### [WHAT THE TASK REQUIRES]
Retype the entries in full.
= = = =
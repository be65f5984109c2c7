//! Capability seams for device and geo enrichment.
//!
//! Real classification lives in external collaborators; formatters
//! depend only on these traits. When a capability is absent, every
//! dependent output section is simply omitted.

/// Classification of a raw user-agent string.
#[derive(Debug, Clone, Default, PartialEq)]
pub struct DeviceInfo {
    pub is_bot: bool,
    pub is_desktop: bool,
    pub is_mobile: bool,
    pub bot_name: Option<String>,
    pub client_name: Option<String>,
    pub client_version: Option<String>,
    pub os_name: Option<String>,
    pub os_version: Option<String>,
    pub brand: Option<String>,
    pub model: Option<String>,
}

impl DeviceInfo {
    /// Coarse device class label for display.
    pub fn class_label(&self) -> &'static str {
        if self.is_bot {
            "bot"
        } else if self.is_mobile {
            "mobile"
        } else if self.is_desktop {
            "desktop"
        } else {
            "other"
        }
    }
}

/// User-agent classification capability.
pub trait UserAgentInfo: Send + Sync {
    /// Classify a raw user-agent string; `None` when the string is
    /// unrecognizable.
    fn classify(&self, user_agent: &str) -> Option<DeviceInfo>;
}

/// IP-to-country capability (ISO 3166-1 alpha-2 codes).
pub trait GeoLookup: Send + Sync {
    fn country(&self, ip: &str) -> Option<String>;
}

/// Regional-indicator flag glyph for an ISO 3166-1 alpha-2 code.
pub fn flag_emoji(country: &str) -> Option<String> {
    let code = country.trim().to_ascii_uppercase();
    if code.len() != 2 || !code.bytes().all(|b| b.is_ascii_uppercase()) {
        return None;
    }
    Some(
        code.chars()
            .map(|c| char::from_u32(0x1F1E6 + (c as u32 - 'A' as u32)).unwrap_or(c))
            .collect(),
    )
}

#[cfg(test)]
mod tests {
    use super::*;

    #[test]
    fn test_flag_emoji() {
        assert_eq!(flag_emoji("fr"), Some("🇫🇷".to_string()));
        assert_eq!(flag_emoji("US"), Some("🇺🇸".to_string()));
        assert_eq!(flag_emoji(""), None);
        assert_eq!(flag_emoji("FRA"), None);
        assert_eq!(flag_emoji("1!"), None);
    }

    #[test]
    fn test_class_label() {
        let bot = DeviceInfo {
            is_bot: true,
            ..DeviceInfo::default()
        };
        assert_eq!(bot.class_label(), "bot");
        assert_eq!(DeviceInfo::default().class_label(), "other");
    }
}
= = = =
### [ANSWER SECTION]
repository be65f5984109c2c7
//! Capability seams for device and geo enrichment.
//!
//! Real classification lives in external collaborators; formatters
//! depend only on these traits. When a capability is absent, every
//! dependent output section is simply omitted.

/// Classification of a raw user-agent string.
#[derive(Debug, Clone, Default, PartialEq)]
pub struct DeviceInfo {
    pub is_bot: bool,
    pub is_desktop: bool,
    pub is_mobile: bool,
    pub bot_name: Option<String>,
    pub client_name: Option<String>,
    pub client_version: Option<String>,
    pub os_name: Option<String>,
    pub os_version: Option<String>,
    pub brand: Option<String>,
    pub model: Option<String>,
}

impl DeviceInfo {
    /// Coarse device class label for display.
    pub fn class_label(&self) -> &'static str {
        if self.is_bot {
            "bot"
        } else if self.is_mobile {
            "mobile"
        } else if self.is_desktop {
            "desktop"
        } else {
            "other"
        }
    }
}

/// User-agent classification capability.
pub trait UserAgentInfo: Send + Sync {
    /// Classify a raw user-agent string; `None` when the string is
    /// unrecognizable.
    fn classify(&self, user_agent: &str) -> Option<DeviceInfo>;
}

/// IP-to-country capability (ISO 3166-1 alpha-2 codes).
pub trait GeoLookup: Send + Sync {
    fn country(&self, ip: &str) -> Option<String>;
}

/// Regional-indicator flag glyph for an ISO 3166-1 alpha-2 code.
pub fn flag_emoji(country: &str) -> Option<String> {
    let code = country.trim().to_ascii_uppercase();
    if code.len() != 2 || !code.bytes().all(|b| b.is_ascii_uppercase()) {
        return None;
    }
    Some(
        code.chars()
            .map(|c| char::from_u32(0x1F1E6 + (c as u32 - 'A' as u32)).unwrap_or(c))
            .collect(),
    )
}

#[cfg(test)]
mod tests {
    use super::*;

    #[test]
    fn test_flag_emoji() {
        assert_eq!(flag_emoji("fr"), Some("🇫🇷".to_string()));
        assert_eq!(flag_emoji("US"), Some("🇺🇸".to_string()));
        assert_eq!(flag_emoji(""), None);
        assert_eq!(flag_emoji("FRA"), None);
        assert_eq!(flag_emoji("1!"), None);
    }

    #[test]
    fn test_class_label() {
        let bot = DeviceInfo {
            is_bot: true,
            ..DeviceInfo::default()
        };
        assert_eq!(bot.class_label(), "bot");
        assert_eq!(DeviceInfo::default().class_label(), "other");
    }
}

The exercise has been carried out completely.